//! relcast CI - build matrix and release pipeline
//!
//! Provides:
//! - Builtin and file-configured build targets
//! - A command runner with timeouts for toolchain and pack steps
//! - The parallel build matrix with fail-fast-on-join semantics
//! - The end-to-end `ReleasePipeline`

pub mod matrix;
pub mod pipeline;
pub mod runner;
pub mod target;

// Re-export key types
pub use matrix::{build_with_toolchain, builder_fn, run_all, toolchain_builder, BuilderFn};
pub use pipeline::{PipelineReport, ReleasePipeline};
pub use runner::{CommandResult, CommandRunner, RunnerError};
pub use target::{default_pack_command, default_targets, load_targets, BuiltinTarget};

# Task instructions
Output all of the records above unchanged.

# The completed task
//! relcast CI - build matrix and release pipeline
//!
//! Provides:
//! - Builtin and file-configured build targets
//! - A command runner with timeouts for toolchain and pack steps
//! - The parallel build matrix with fail-fast-on-join semantics
//! - The end-to-end `ReleasePipeline`

pub mod matrix;
pub mod pipeline;
pub mod runner;
pub mod target;

// Re-export key types
pub use matrix::{build_with_toolchain, builder_fn, run_all, toolchain_builder, BuilderFn};
pub use pipeline::{PipelineReport, ReleasePipeline};
pub use runner::{CommandResult, CommandRunner, RunnerError};
pub use target::{default_pack_command, default_targets, load_targets, BuiltinTarget};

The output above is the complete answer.